Pathways for the maturation of ribosomal RNAs are complex with numerous intermediate cleavage sites that are not always conserved closely in the course of evolution. Both in eukaryotes and bacteria genetic analyses and in vitro studies have strongly implicated RNase III-like enzymes in the processing of rRNA precursors. In Schizosacharomyces pombe, for example, the RNase III-like Pac1 nuclease has been shown to cleave the free 3'ETS at two known intermediate sites but, in the presence of RAC protein, the same RNA also is cleaved at the 3'-end of the 25 S rRNA sequence. In this study normal and mutant 3'ETS sequences were digested with the Pac1 enzyme to further evaluate its role in rRNA processing. Accurate cleavage at the known intermediate processing sites was dependent on the integrity of the helical structure at these sites as well as a more distal upper stem region in the conserved extended hairpin structure of the 3'ETS. The cleavage of mutant 3'ETS sequences also generally correlated with the known effects of these mutations on rRNA production, in vivo. One mutant, however, was efficiently processed in vivo but was not a substrate for the Pac1 nuclease, in vitro.
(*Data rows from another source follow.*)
use intraextra_domain::GridSpan;

use super::*;

impl LayoutController {
    /// Starts resizing a card from the given pointer position.
    pub fn begin_resize(&mut self, section_id: &str, pointer: PointerPosition) -> bool {
        if !self.editing() || self.section(section_id).is_none() {
            return false;
        }

        self.drag = None;
        self.resize = Some(ResizeState {
            section_id: section_id.to_owned(),
            origin: pointer,
        });
        true
    }

    /// Applies pointer movement to the card being resized.
    ///
    /// Whole-cell deltas are measured from the last committed pointer, so the
    /// origin moves each time the span changes. Returns the new span when it
    /// changed.
    pub fn resize_move(&mut self, pointer: PointerPosition) -> Option<GridSpan> {
        if !self.editing() {
            return None;
        }

        let state = self.resize.clone()?;
        let geometry = self.options.geometry();
        let column_delta = geometry.cells_for_delta(pointer.x - state.origin.x);
        let row_delta = geometry.cells_for_delta(pointer.y - state.origin.y);
        let dimensions = self.dimensions;

        let section = self.section_mut(&state.section_id)?;
        let current = section.span();
        let next = current.resized(
            column_delta,
            row_delta,
            section.position().column(),
            dimensions,
        );
        if next == current {
            return None;
        }

        section.resize_to(next);
        if let Some(resize) = self.resize.as_mut() {
            resize.origin = pointer;
        }
        self.touch();

        Some(next)
    }

    /// Ends the resize gesture.
    pub fn end_resize(&mut self) -> bool {
        self.resize.take().is_some()
    }
}
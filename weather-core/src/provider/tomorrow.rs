use async_trait::async_trait;
use reqwest::Client;
use serde_json::Value;

use crate::error::{FetchError, truncate_body};

use super::WeatherProvider;

pub const DEFAULT_BASE_URL: &str = "https://api.tomorrow.io/v4";

/// Tomorrow.io v4 client. No retries; any non-200 reply is a failure.
#[derive(Debug, Clone)]
pub struct TomorrowIoProvider {
    base_url: String,
    api_key: String,
    http: Client,
}

impl TomorrowIoProvider {
    pub fn new(base_url: String, api_key: String) -> Self {
        Self {
            base_url: base_url.trim_end_matches('/').to_string(),
            api_key,
            http: Client::new(),
        }
    }

    async fn fetch(&self, endpoint: &str, location: &str) -> Result<Value, FetchError> {
        let url = format!("{}/weather/{}", self.base_url, endpoint);

        let res = self
            .http
            .get(&url)
            .query(&[("location", location), ("apikey", self.api_key.as_str())])
            .send()
            .await?;

        let status = res.status();
        let body = res.text().await?;

        if status != reqwest::StatusCode::OK {
            tracing::warn!(endpoint, %status, "Tomorrow.io request failed");
            return Err(FetchError::Status {
                status: status.as_u16(),
                body: truncate_body(&body),
            });
        }

        Ok(serde_json::from_str(&body)?)
    }
}

#[async_trait]
impl WeatherProvider for TomorrowIoProvider {
    async fn realtime(&self, location: &str) -> Result<Value, FetchError> {
        self.fetch("realtime", location).await
    }

    async fn forecast(&self, location: &str) -> Result<Value, FetchError> {
        self.fetch("forecast", location).await
    }
}
//! Forecast field filtering.
//!
//! The provider's forecast carries far more attributes per timeline entry than
//! the report backend needs. Each timeline keeps only the fields listed for its
//! granularity; a timeline name missing from the table keeps nothing.

use serde_json::{Map, Value};

const HOURLY_FIELDS: &[&str] = &[
    "cloudCover",
    "humidity",
    "temperature",
    "temperatureApparent",
    "uvIndex",
    "visibility",
    "weatherCode",
    "windDirection",
    "windGust",
    "windSpeed",
    "precipitationProbability",
];

const MINUTELY_FIELDS: &[&str] = &[
    "cloudCover",
    "humidity",
    "temperature",
    "temperatureApparent",
    "uvIndex",
    "visibility",
    "weatherCode",
    "windDirection",
    "windGust",
    "windSpeed",
];

const DAILY_FIELDS: &[&str] = &[
    "humidityAvg",
    "moonriseTime",
    "moonsetTime",
    "pressureSurfaceLevelAvg",
    "sunriseTime",
    "sunsetTime",
    "temperatureApparentAvg",
    "temperatureAvg",
    "uvHealthConcernMax",
    "visibilityAvg",
    "weatherCodeMax",
    "windDirectionAvg",
    "windGustMax",
];

const STANDARD_TABLE: &[(&str, &[&str])] = &[
    ("hourly", HOURLY_FIELDS),
    ("minutely", MINUTELY_FIELDS),
    ("daily", DAILY_FIELDS),
];

/// Static table of permitted fields per timeline name.
#[derive(Debug, Clone, Copy)]
pub struct AllowList {
    entries: &'static [(&'static str, &'static [&'static str])],
}

impl AllowList {
    pub const fn standard() -> Self {
        Self {
            entries: STANDARD_TABLE,
        }
    }

    /// Fields allowed for `timeline`; empty for names not in the table.
    pub fn fields_for(&self, timeline: &str) -> &'static [&'static str] {
        self.entries
            .iter()
            .find(|(name, _)| *name == timeline)
            .map(|(_, fields)| *fields)
            .unwrap_or(&[])
    }
}

impl Default for AllowList {
    fn default() -> Self {
        Self::standard()
    }
}

/// Returns a copy of `raw` with every list-valued timeline entry's `values`
/// restricted to the allow-listed fields.
///
/// Non-list timelines and non-object entries are copied unchanged. An entry
/// without `values` ends up with an empty map.
pub fn filter_forecast(raw: &Value, allow: &AllowList) -> Value {
    let mut out = raw.clone();

    let Some(timelines) = out.get_mut("timelines").and_then(Value::as_object_mut) else {
        return out;
    };

    for (name, section) in timelines.iter_mut() {
        let Some(entries) = section.as_array_mut() else {
            continue;
        };
        let allowed = allow.fields_for(name);

        for entry in entries.iter_mut().filter_map(Value::as_object_mut) {
            let kept: Map<String, Value> = match entry.get("values").and_then(Value::as_object) {
                Some(values) => values
                    .iter()
                    .filter(|(k, _)| allowed.contains(&k.as_str()))
                    .map(|(k, v)| (k.clone(), v.clone()))
                    .collect(),
                None => Map::new(),
            };
            entry.insert("values".to_string(), Value::Object(kept));
        }
    }

    out
}
use reqwest::Client;
use serde::{Deserialize, Serialize};
use tracing::instrument;

use crate::error::{InsightError, truncate_body};

pub const DEFAULT_BASE_URL: &str = "https://api.groq.com/openai/v1";
pub const DEFAULT_MODEL: &str = "meta-llama/llama-4-scout-17b-16e-instruct";

#[derive(Debug, Clone, PartialEq, Serialize, Deserialize)]
pub struct ChatMessage {
    pub role: String,
    pub content: String,
}

impl ChatMessage {
    pub fn system(content: impl Into<String>) -> Self {
        Self {
            role: "system".into(),
            content: content.into(),
        }
    }

    pub fn user(content: impl Into<String>) -> Self {
        Self {
            role: "user".into(),
            content: content.into(),
        }
    }
}

#[derive(Debug, Serialize)]
struct ChatRequest<'a> {
    model: &'a str,
    messages: &'a [ChatMessage],
    temperature: f32,
}

#[derive(Debug, Deserialize)]
struct ChatResponse {
    #[serde(default)]
    choices: Vec<ChatChoice>,
}

#[derive(Debug, Deserialize)]
struct ChatChoice {
    message: ChatChoiceMessage,
}

#[derive(Debug, Deserialize)]
struct ChatChoiceMessage {
    content: Option<String>,
}

/// OpenAI-compatible chat-completion client.
#[derive(Debug, Clone)]
pub struct ChatClient {
    http: Client,
    base_url: String,
    api_key: String,
    model: String,
}

impl ChatClient {
    pub fn new(base_url: String, api_key: String, model: String) -> Self {
        Self {
            http: Client::new(),
            base_url: base_url.trim_end_matches('/').to_string(),
            api_key,
            model,
        }
    }

    pub fn model(&self) -> &str {
        &self.model
    }

    /// Send one completion request and return the trimmed text of the first
    /// choice.
    #[instrument(skip(self, messages), fields(model = %self.model))]
    pub async fn complete(
        &self,
        messages: &[ChatMessage],
        temperature: f32,
    ) -> Result<String, InsightError> {
        let url = format!("{}/chat/completions", self.base_url);
        let payload = ChatRequest {
            model: &self.model,
            messages,
            temperature,
        };

        let res = self.http.post(&url).bearer_auth(&self.api_key).json(&payload).send().await?;

        let status = res.status();
        let body = res.text().await?;

        if !status.is_success() {
            return Err(InsightError::Status {
                status: status.as_u16(),
                body: truncate_body(&body),
            });
        }

        let parsed: ChatResponse = serde_json::from_str(&body)?;

        parsed
            .choices
            .into_iter()
            .next()
            .and_then(|c| c.message.content)
            .map(|text| text.trim().to_string())
            .filter(|text| !text.is_empty())
            .ok_or(InsightError::EmptyResponse)
    }
}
In contrast, in the presence of RAC protein, the same RNA remained susceptible to Pac1 nuclease cleavage at the 3'-end of the 25 rRNA sequence, indicating that the removal of the 3'ETS does not require cleavage at the intermediate sites. These results suggest that basic maturation pathways may be less complex than previously reported raising similar questions about other intermediate processing sites, which have been identified by analyses of termini, and/or processing, in vitro.